Determination of CME masses from the analysis of EUV dimmings

F. M. LOPEZ; H. CREMADES; L. BALMACEDA; F. A. NUEVO; A. M. VÁSQUEZ

Buenos Aires

Congreso; XI COLAGE; 2018

Coronal mass ejections (CMEs) are one of the most spectacular transient events that can be observed in the solar atmosphere. They carry large amounts of plasma and magnetic fields from the low corona into the interplanetary medium. Under certain conditions these events can perturb the terrestrial magnetosphere, producing intense geomagnetic storms. For this reason, the study of fundamental parameters of CMEs, such as their mass, is crucial to estimate their impact on our planet. Unfortunately, the determination of CME masses when the events propagate along the observer?s line-of-sight involve large errors, both due to the nature of the Thomson scattering effect and to the lack of knowledge of the density distribution within real CMEs. In this work, we analyzed 32 dimming events for which we determined the temporal evolution of the mass loss, as well as the evolution of the mass of the associated CMEs.

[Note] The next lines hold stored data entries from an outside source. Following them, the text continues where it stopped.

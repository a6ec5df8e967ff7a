use crate::models::{Day, Habit};

pub fn next_id(habits: &[Habit]) -> u32 {
    habits.iter().map(|habit| habit.id).max().unwrap_or(0) + 1
}

pub fn find_habit(habits: &[Habit], id: u32) -> Option<&Habit> {
    habits.iter().find(|habit| habit.id == id)
}

pub fn add_habit(habits: &mut Vec<Habit>, name: String, icon: String, target: i64) -> u32 {
    let id = next_id(habits);
    habits.push(Habit {
        id,
        name,
        target,
        icon,
        days: Vec::new(),
    });
    id
}

/// Appends a day to the habit's log. Returns false (and leaves the
/// collection untouched) when the id is unknown.
pub fn add_day(habits: &mut [Habit], id: u32, comment: String) -> bool {
    match habits.iter_mut().find(|habit| habit.id == id) {
        Some(habit) => {
            habit.days.push(Day { comment });
            true
        }
        None => false,
    }
}

/// Removes the day at `index`, shifting later days down. Unknown id or an
/// out-of-range index performs no removal and returns false.
pub fn delete_day(habits: &mut [Habit], id: u32, index: usize) -> bool {
    match habits.iter_mut().find(|habit| habit.id == id) {
        Some(habit) if index < habit.days.len() => {
            habit.days.remove(index);
            true
        }
        _ => false,
    }
}

#[cfg(test)]
mod tests {
    use super::*;

    fn habit(id: u32, days: &[&str]) -> Habit {
        Habit {
            id,
            name: format!("habit {id}"),
            target: 10,
            icon: "sport".into(),
            days: days
                .iter()
                .map(|comment| Day {
                    comment: (*comment).into(),
                })
                .collect(),
        }
    }

    #[test]
    fn next_id_is_one_past_the_max() {
        let habits = vec![habit(1, &[]), habit(3, &[]), habit(5, &[])];
        assert_eq!(next_id(&habits), 6);
    }

    #[test]
    fn next_id_starts_at_one() {
        assert_eq!(next_id(&[]), 1);
    }

    #[test]
    fn add_habit_appends_with_empty_days() {
        let mut habits = vec![habit(2, &["done"])];
        let id = add_habit(&mut habits, "Water".into(), "water".into(), 30);
        assert_eq!(id, 3);
        assert_eq!(habits.len(), 2);
        assert_eq!(habits[1].name, "Water");
        assert!(habits[1].days.is_empty());
    }

    #[test]
    fn add_day_appends_in_order() {
        let mut habits = vec![habit(1, &["first"])];
        assert!(add_day(&mut habits, 1, "second".into()));
        let comments: Vec<_> = habits[0].days.iter().map(|d| d.comment.as_str()).collect();
        assert_eq!(comments, ["first", "second"]);
    }

    #[test]
    fn add_day_unknown_id_is_a_no_op() {
        let mut habits = vec![habit(1, &["first"])];
        assert!(!add_day(&mut habits, 9, "lost".into()));
        assert_eq!(habits[0].days.len(), 1);
    }

    #[test]
    fn delete_day_removes_exactly_one_and_shifts() {
        let mut habits = vec![habit(1, &["a", "b", "c"])];
        assert!(delete_day(&mut habits, 1, 1));
        let comments: Vec<_> = habits[0].days.iter().map(|d| d.comment.as_str()).collect();
        assert_eq!(comments, ["a", "c"]);
    }

    #[test]
    fn delete_day_out_of_range_leaves_collection_unchanged() {
        let mut habits = vec![habit(1, &["a"])];
        assert!(!delete_day(&mut habits, 1, 5));
        assert!(!delete_day(&mut habits, 2, 0));
        assert_eq!(habits[0].days.len(), 1);
    }

    #[test]
    fn find_habit_by_id() {
        let habits = vec![habit(1, &[]), habit(2, &[]), habit(3, &[])];
        assert_eq!(find_habit(&habits, 2).map(|h| h.id), Some(2));
        assert!(find_habit(&habits, 7).is_none());
    }
}
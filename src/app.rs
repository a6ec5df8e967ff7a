use crate::handlers;
use crate::state::AppState;
use axum::{
    routing::{delete, get, post},
    Router,
};

pub fn router(state: AppState) -> Router {
    Router::new()
        .route("/", get(handlers::index))
        .route("/api/habits", get(handlers::list_habits))
        .route("/api/habits", post(handlers::add_habit))
        .route("/api/habits/:id/view", get(handlers::get_habit_view))
        .route("/api/habits/:id/days", post(handlers::add_day))
        .route("/api/habits/:id/days/:index", delete(handlers::delete_day))
        .with_state(state)
}
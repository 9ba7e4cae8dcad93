use std::net::SocketAddr;
use std::sync::Arc;

use axum::body::Body;
use axum::extract::{Request, State};
use axum::http::header;
use axum::response::{IntoResponse, Response};
use axum::routing::get;
use tokio::net::TcpListener;
use tokio::task::JoinHandle;
use tokio_util::sync::CancellationToken;
use tracing::{info, warn};

use crate::error::ServerError;
use crate::router::{Router, RpcRequest, RpcResponse};

/// CRI messages are capped well below this on the wire.
const MAX_BODY_BYTES: usize = 16 * 1024 * 1024;

/// The network transport: a real listener feeding inbound requests through
/// dispatch.
///
/// Lifecycle: Stopped -> Listening -> Stopped. `start` and `stop` are meant
/// to be paired as a scoped acquisition with guaranteed release; both are
/// safe to call redundantly.
pub struct RpcServer {
    router: Arc<Router>,
    addr: SocketAddr,
    state: tokio::sync::Mutex<ServerState>,
}

enum ServerState {
    Stopped,
    Listening {
        handle: ServerHandle,
        stop: CancellationToken,
        task: JoinHandle<std::io::Result<()>>,
    },
}

/// A handle to a listening server, usable to construct client URLs.
#[derive(Debug, Clone)]
pub struct ServerHandle {
    local_addr: SocketAddr,
}

impl ServerHandle {
    /// The bound address, with the OS-assigned port when the server was
    /// created with port 0.
    pub fn local_addr(&self) -> SocketAddr {
        self.local_addr
    }
}

impl RpcServer {
    pub(crate) fn new(router: Arc<Router>, addr: SocketAddr) -> Self {
        Self {
            router,
            addr,
            state: tokio::sync::Mutex::new(ServerState::Stopped),
        }
    }

    /// Bind the endpoint and begin routing inbound requests.
    ///
    /// Returns once the socket is listening. Idempotent: calling `start`
    /// while listening returns the existing handle and opens no second
    /// listener.
    pub async fn start(&self) -> Result<ServerHandle, ServerError> {
        let mut state = self.state.lock().await;
        if let ServerState::Listening { handle, .. } = &*state {
            return Ok(handle.clone());
        }

        let listener = TcpListener::bind(self.addr)
            .await
            .map_err(|source| ServerError::Bind {
                addr: self.addr,
                source,
            })?;
        let local_addr = listener
            .local_addr()
            .map_err(|source| ServerError::Bind {
                addr: self.addr,
                source,
            })?;

        // Stop on either the server-scoped token or the shared signal.
        let stop = CancellationToken::new();
        let shutdown = {
            let stop = stop.clone();
            let shared = self.router.cancellation().clone();
            async move {
                tokio::select! {
                    _ = stop.cancelled() => {}
                    _ = shared.cancelled() => {}
                }
            }
        };

        let app = axum_app(Arc::clone(&self.router));
        let task = tokio::spawn(async move {
            axum::serve(listener, app)
                .with_graceful_shutdown(shutdown)
                .await
        });

        info!(addr = %local_addr, "server listening");

        let handle = ServerHandle { local_addr };
        *state = ServerState::Listening {
            handle: handle.clone(),
            stop,
            task,
        };
        Ok(handle)
    }

    /// Drain in-flight requests and release the listener.
    ///
    /// In-flight dispatches are bounded by the shared cancellation signal:
    /// once it fires they resolve Cancelled and the drain completes. Safe
    /// to call when never started, and safe to call repeatedly.
    pub async fn stop(&self) -> Result<(), ServerError> {
        let mut state = self.state.lock().await;
        match std::mem::replace(&mut *state, ServerState::Stopped) {
            ServerState::Stopped => Ok(()),
            ServerState::Listening { handle, stop, task } => {
                stop.cancel();
                let result = match task.await {
                    Ok(Ok(())) => Ok(()),
                    Ok(Err(err)) => Err(ServerError::Serve(err.to_string())),
                    Err(err) => Err(ServerError::Serve(err.to_string())),
                };
                info!(addr = %handle.local_addr(), "server stopped");
                result
            }
        }
    }

    /// Whether the server currently owns a listener.
    pub async fn is_listening(&self) -> bool {
        matches!(&*self.state.lock().await, ServerState::Listening { .. })
    }
}

/// The HTTP application the listener serves: `GET /` answers docs,
/// everything else goes through dispatch.
///
/// Public so the same application can be embedded or driven in-process by
/// tests; it behaves identically to the bound listener.
pub fn axum_app(router: Arc<Router>) -> axum::Router {
    axum::Router::new()
        .route("/", get(docs_endpoint))
        .fallback(dispatch_endpoint)
        .with_state(router)
}

async fn docs_endpoint(State(router): State<Arc<Router>>, request: Request) -> Response {
    let accept = header_str(&request, header::ACCEPT);
    router.docs(accept.as_deref().unwrap_or("")).into_response()
}

async fn dispatch_endpoint(State(router): State<Arc<Router>>, request: Request) -> Response {
    let (parts, body) = request.into_parts();
    let content_type = parts
        .headers
        .get(header::CONTENT_TYPE)
        .and_then(|v| v.to_str().ok())
        .map(str::to_owned);

    let body = match axum::body::to_bytes(body, MAX_BODY_BYTES).await {
        Ok(body) => body,
        Err(err) => {
            warn!(path = %parts.uri.path(), error = %err, "failed to read request body");
            return RpcResponse::plain(
                axum::http::StatusCode::BAD_REQUEST,
                format!("failed to read request body: {err}"),
            )
            .into_response();
        }
    };

    router
        .route(RpcRequest {
            method: parts.method,
            path: parts.uri.path().to_owned(),
            content_type,
            body,
        })
        .await
        .into_response()
}

fn header_str(request: &Request, name: header::HeaderName) -> Option<String> {
    request
        .headers()
        .get(name)
        .and_then(|v| v.to_str().ok())
        .map(str::to_owned)
}

impl IntoResponse for RpcResponse {
    fn into_response(self) -> Response {
        Response::builder()
            .status(self.status)
            .header(header::CONTENT_TYPE, self.content_type)
            .body(Body::from(self.body))
            // The only inputs are a valid status and a static content type.
            .unwrap_or_else(|_| axum::http::StatusCode::INTERNAL_SERVER_ERROR.into_response())
    }
}

#[cfg(test)]
mod tests {
    use super::*;
    use std::time::Duration;

    fn empty_router(cancel: CancellationToken) -> Arc<Router> {
        Arc::new(Router::new(cancel))
    }

    fn loopback() -> SocketAddr {
        "127.0.0.1:0".parse().unwrap()
    }

    #[tokio::test]
    async fn test_start_stop_lifecycle() {
        let router = empty_router(CancellationToken::new());
        let server = router.server(loopback());

        let handle = server.start().await.unwrap();
        assert!(server.is_listening().await);
        assert_ne!(handle.local_addr().port(), 0);

        server.stop().await.unwrap();
        assert!(!server.is_listening().await);
    }

    #[tokio::test]
    async fn test_start_is_idempotent() {
        let router = empty_router(CancellationToken::new());
        let server = router.server(loopback());

        let first = server.start().await.unwrap();
        let second = server.start().await.unwrap();
        assert_eq!(first.local_addr(), second.local_addr());

        server.stop().await.unwrap();
    }

    #[tokio::test]
    async fn test_stop_without_start_is_ok() {
        let router = empty_router(CancellationToken::new());
        let server = router.server(loopback());
        server.stop().await.unwrap();
        server.stop().await.unwrap();
    }

    #[tokio::test]
    async fn test_listener_released_on_stop() {
        let router = empty_router(CancellationToken::new());
        let server = router.server(loopback());
        let addr = server.start().await.unwrap().local_addr();
        server.stop().await.unwrap();

        // The port must be rebindable once stop returns.
        let rebound = TcpListener::bind(addr).await;
        assert!(rebound.is_ok());
    }

    #[tokio::test]
    async fn test_shared_cancel_lets_stop_return_promptly() {
        let cancel = CancellationToken::new();
        let router = empty_router(cancel.clone());
        let server = router.server(loopback());
        server.start().await.unwrap();

        cancel.cancel();

        tokio::time::timeout(Duration::from_secs(5), server.stop())
            .await
            .expect("stop() should return promptly after the shared signal fires")
            .unwrap();
    }
}
use axum::http::{Method, StatusCode};
use bytes::Bytes;
use tokio_util::sync::CancellationToken;
use tonic::Status;
use tracing::{debug, info, warn};

use crate::descriptor::MethodDescriptor;
use crate::error::RegistryError;
use crate::handler::Handler;
use crate::local::LocalTransport;
use crate::protocol::WireProtocol;
use crate::server::RpcServer;
use crate::service::ServiceSet;

/// One installed method: its descriptor plus the resolved handler.
pub(crate) struct Route {
    pub(crate) descriptor: MethodDescriptor,
    pub(crate) handler: Handler,
}

/// A normalized inbound request, independent of the transport that
/// produced it.
pub struct RpcRequest {
    pub method: Method,
    pub path: String,
    pub content_type: Option<String>,
    pub body: Bytes,
}

/// A typed wire result: status, content type, and body bytes.
///
/// Dispatch never fails with anything else; every error kind is rendered
/// into one of these.
#[derive(Debug)]
pub struct RpcResponse {
    pub status: StatusCode,
    pub content_type: &'static str,
    pub body: Bytes,
}

impl RpcResponse {
    pub(crate) fn plain(status: StatusCode, body: impl Into<Bytes>) -> Self {
        Self {
            status,
            content_type: "text/plain; charset=utf-8",
            body: body.into(),
        }
    }
}

/// The multi-protocol RPC router: a path table of installed methods plus
/// the process-wide cancellation signal.
///
/// The table is built during a setup phase and only read while serving.
/// Registration concurrent with serving is not supported; a request racing
/// an install may observe a partially updated table.
pub struct Router {
    table: HashMap<String, Route>,
    cancel: CancellationToken,
}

The mass loss from the dimmings was obtained applying a Differential Measure Technique (DEM) on data obtained by the Atmospheric Imaging Assembly onboard the Solar Dynamics Observatory. The mass of the associated CMEs is determined from images by thecoronagraph COR2 onboard the Solar-Terrestrial Relations Observatory. By combining both analyses, we developed a method to estimate the evolution of the mass of CMEs as a function of height. This method is solely based on the determined EUV evacuated masses, and does not rely on white-light coronagraphic data. To evaluate the success of our method, the results are contrasted against the mass of CMEs measured on quadrature images from COR2.